▶ [Task to carry out]
Only the stretch of the listing below that runs from the line with "use std::process;" through the line with "if let Err(e)" is to be printed, exactly and with both ends.

▶ [Data]

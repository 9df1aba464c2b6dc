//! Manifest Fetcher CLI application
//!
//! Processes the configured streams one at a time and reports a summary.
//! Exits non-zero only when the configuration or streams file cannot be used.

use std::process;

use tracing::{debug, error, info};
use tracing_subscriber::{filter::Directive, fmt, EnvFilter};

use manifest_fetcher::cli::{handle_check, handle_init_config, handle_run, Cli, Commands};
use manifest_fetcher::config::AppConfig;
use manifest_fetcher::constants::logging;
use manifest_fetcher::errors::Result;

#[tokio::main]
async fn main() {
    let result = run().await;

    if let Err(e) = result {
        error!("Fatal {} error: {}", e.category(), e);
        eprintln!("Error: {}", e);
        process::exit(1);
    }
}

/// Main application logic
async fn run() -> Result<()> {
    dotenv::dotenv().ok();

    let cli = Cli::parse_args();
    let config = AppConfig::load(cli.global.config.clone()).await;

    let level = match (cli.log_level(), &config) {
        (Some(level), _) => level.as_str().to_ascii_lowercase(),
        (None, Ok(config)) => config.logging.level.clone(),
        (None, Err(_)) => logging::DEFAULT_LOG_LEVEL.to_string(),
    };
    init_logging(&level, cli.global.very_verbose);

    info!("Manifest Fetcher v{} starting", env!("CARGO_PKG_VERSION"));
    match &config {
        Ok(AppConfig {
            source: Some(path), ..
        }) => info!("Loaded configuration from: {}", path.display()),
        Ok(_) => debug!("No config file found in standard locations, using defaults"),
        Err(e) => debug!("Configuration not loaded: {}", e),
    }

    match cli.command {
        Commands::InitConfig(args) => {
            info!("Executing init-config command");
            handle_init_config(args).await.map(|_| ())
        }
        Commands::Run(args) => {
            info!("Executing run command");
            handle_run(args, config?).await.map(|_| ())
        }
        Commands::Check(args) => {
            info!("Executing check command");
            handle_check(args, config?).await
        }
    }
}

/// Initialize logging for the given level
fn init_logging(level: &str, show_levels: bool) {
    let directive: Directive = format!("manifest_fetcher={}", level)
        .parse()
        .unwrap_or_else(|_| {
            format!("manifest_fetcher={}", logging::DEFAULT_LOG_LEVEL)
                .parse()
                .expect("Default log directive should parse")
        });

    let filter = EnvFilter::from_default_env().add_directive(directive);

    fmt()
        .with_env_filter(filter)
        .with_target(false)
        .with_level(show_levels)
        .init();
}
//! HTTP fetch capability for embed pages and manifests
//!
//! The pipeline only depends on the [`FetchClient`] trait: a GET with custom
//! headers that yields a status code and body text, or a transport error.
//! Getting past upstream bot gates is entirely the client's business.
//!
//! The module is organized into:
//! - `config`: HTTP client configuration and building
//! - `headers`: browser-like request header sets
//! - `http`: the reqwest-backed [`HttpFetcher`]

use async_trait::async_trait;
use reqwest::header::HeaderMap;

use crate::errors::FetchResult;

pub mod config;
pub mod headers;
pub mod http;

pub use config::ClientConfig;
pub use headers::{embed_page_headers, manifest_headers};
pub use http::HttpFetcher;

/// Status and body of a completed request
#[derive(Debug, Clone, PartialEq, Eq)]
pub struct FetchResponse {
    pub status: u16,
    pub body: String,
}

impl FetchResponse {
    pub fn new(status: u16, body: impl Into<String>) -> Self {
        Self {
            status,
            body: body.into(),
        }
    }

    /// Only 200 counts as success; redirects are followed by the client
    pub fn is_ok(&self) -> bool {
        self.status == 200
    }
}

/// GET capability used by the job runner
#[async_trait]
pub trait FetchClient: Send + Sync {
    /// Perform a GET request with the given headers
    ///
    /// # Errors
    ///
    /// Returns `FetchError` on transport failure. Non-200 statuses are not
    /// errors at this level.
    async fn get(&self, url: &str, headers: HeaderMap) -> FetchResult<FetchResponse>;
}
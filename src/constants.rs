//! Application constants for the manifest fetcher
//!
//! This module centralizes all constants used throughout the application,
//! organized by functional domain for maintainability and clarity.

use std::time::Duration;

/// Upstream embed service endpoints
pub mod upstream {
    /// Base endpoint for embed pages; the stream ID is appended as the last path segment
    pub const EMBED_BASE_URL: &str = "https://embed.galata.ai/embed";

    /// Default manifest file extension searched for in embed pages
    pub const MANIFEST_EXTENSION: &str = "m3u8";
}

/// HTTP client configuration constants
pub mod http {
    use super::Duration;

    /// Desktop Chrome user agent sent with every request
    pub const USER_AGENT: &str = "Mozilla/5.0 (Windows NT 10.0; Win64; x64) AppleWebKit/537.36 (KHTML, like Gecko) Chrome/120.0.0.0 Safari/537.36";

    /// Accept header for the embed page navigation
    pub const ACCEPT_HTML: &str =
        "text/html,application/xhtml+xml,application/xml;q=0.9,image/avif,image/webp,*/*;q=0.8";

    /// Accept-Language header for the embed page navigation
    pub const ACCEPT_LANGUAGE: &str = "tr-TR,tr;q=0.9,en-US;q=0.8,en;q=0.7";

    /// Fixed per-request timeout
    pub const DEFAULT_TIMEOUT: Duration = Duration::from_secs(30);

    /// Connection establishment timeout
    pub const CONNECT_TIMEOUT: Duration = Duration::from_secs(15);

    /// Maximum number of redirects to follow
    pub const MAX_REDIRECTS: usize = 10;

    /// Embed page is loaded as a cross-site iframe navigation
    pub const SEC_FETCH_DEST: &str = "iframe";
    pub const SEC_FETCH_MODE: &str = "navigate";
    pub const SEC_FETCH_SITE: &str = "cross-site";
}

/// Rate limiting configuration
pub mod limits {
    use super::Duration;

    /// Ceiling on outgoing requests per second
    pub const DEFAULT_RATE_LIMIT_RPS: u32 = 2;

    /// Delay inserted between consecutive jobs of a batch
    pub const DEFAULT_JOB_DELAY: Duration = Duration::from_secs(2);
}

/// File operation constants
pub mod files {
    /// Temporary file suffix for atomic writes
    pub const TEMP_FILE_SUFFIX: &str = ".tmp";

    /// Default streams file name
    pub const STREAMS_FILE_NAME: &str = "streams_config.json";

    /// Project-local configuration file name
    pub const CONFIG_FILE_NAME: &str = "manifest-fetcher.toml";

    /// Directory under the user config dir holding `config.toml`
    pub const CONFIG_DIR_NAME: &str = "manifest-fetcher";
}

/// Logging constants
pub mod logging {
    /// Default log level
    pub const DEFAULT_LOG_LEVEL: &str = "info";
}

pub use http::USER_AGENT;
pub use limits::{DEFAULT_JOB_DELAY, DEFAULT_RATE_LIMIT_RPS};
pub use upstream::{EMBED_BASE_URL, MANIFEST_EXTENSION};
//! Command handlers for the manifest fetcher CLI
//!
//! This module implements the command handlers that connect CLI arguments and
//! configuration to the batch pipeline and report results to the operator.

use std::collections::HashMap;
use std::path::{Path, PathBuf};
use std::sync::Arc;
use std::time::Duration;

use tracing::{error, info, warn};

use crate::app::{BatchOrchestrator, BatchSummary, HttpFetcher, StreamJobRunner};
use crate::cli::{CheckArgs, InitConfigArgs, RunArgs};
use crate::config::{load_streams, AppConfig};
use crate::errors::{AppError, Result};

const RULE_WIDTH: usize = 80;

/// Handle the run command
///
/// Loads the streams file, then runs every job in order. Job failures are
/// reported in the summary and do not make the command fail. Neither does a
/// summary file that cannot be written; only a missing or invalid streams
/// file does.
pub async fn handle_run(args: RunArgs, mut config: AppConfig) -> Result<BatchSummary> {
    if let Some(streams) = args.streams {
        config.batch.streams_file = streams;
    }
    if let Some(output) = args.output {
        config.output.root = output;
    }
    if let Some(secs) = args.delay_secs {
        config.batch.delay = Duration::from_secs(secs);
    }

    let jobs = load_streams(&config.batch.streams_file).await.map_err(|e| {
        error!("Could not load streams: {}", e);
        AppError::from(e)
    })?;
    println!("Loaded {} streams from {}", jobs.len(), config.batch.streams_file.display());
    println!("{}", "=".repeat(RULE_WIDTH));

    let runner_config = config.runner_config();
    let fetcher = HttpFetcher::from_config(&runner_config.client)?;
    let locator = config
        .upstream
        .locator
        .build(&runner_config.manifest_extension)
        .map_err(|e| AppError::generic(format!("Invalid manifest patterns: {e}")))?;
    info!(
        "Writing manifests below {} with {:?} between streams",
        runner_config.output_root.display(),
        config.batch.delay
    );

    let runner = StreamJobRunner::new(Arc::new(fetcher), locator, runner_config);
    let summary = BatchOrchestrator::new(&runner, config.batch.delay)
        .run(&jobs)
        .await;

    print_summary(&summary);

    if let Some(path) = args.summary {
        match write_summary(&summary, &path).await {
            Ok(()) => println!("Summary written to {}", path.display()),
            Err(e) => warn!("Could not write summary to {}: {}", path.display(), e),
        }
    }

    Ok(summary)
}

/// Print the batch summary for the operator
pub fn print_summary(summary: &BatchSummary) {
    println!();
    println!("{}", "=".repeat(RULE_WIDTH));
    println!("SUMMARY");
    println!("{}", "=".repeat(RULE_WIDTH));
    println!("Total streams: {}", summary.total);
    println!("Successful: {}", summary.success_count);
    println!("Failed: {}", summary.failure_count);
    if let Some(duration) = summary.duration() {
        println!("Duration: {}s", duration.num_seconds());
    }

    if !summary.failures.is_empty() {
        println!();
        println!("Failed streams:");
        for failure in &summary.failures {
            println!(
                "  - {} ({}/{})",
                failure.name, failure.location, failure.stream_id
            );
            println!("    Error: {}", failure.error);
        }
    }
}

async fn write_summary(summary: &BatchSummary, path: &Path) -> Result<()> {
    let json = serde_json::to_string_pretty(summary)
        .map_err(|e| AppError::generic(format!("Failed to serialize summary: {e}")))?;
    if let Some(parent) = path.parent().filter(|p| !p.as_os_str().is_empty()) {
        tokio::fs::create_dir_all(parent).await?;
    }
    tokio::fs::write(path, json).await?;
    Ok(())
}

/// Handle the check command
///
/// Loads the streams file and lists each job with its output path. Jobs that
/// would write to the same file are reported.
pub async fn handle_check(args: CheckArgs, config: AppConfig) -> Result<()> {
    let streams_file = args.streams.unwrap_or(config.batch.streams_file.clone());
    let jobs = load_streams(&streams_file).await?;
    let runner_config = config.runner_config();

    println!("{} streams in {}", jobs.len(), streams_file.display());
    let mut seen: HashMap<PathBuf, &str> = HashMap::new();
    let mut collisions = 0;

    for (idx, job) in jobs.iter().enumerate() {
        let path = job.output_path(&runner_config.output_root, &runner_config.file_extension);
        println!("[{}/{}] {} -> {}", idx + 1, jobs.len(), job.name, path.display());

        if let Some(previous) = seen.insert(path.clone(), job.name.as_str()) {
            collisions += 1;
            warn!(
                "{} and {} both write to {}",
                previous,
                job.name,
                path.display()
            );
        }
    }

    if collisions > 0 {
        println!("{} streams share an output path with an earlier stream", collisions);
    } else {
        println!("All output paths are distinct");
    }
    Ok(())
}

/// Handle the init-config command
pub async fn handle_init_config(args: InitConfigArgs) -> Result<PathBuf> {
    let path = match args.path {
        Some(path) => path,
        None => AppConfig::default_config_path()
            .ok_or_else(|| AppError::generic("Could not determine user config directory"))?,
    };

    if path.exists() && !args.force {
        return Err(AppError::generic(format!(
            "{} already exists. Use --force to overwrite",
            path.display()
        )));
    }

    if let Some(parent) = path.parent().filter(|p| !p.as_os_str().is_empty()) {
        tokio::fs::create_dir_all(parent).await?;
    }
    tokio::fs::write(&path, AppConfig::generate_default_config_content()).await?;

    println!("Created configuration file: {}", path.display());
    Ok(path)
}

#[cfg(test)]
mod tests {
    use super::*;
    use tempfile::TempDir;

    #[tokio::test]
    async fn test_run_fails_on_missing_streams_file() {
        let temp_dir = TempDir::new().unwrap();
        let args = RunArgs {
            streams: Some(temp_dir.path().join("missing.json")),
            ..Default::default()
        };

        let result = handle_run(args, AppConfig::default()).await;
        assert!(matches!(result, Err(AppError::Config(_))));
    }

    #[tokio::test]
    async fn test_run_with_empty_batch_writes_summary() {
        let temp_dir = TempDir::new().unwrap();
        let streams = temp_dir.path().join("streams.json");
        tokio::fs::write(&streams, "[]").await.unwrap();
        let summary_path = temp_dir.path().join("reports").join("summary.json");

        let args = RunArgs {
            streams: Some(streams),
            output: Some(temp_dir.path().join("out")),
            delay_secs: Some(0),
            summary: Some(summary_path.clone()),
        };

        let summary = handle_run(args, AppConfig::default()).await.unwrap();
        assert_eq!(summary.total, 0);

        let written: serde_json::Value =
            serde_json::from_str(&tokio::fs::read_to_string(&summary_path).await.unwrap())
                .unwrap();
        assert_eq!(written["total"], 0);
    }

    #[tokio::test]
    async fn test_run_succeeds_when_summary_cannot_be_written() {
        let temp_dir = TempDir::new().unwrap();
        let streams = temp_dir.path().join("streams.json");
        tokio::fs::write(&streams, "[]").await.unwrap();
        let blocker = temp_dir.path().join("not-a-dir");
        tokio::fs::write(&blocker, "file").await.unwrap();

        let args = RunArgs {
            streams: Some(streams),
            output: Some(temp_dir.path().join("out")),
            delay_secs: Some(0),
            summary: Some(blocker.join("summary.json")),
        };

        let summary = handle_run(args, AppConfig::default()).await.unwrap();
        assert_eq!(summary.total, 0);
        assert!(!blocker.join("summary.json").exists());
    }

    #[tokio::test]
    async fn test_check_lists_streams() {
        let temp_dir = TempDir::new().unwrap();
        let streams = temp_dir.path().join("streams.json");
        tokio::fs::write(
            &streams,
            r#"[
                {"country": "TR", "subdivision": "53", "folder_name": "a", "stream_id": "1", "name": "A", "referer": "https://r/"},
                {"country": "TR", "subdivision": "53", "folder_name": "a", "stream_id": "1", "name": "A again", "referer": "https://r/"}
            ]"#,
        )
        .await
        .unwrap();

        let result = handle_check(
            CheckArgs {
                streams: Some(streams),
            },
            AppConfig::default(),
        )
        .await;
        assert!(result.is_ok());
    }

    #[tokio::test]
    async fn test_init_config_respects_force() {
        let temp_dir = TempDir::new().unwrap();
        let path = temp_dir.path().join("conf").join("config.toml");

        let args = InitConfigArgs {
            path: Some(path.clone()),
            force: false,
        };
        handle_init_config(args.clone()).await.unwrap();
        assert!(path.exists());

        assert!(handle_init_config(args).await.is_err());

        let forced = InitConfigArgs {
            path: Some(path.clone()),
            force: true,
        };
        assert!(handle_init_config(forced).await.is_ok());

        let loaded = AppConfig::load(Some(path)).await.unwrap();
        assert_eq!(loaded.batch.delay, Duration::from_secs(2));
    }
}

▶ [Solved exercise]
use std::process;

use tracing::{debug, error, info};
use tracing_subscriber::{filter::Directive, fmt, EnvFilter};

use manifest_fetcher::cli::{handle_check, handle_init_config, handle_run, Cli, Commands};
use manifest_fetcher::config::AppConfig;
use manifest_fetcher::constants::logging;
use manifest_fetcher::errors::Result;

#[tokio::main]
async fn main() {
    let result = run().await;

    if let Err(e) = result {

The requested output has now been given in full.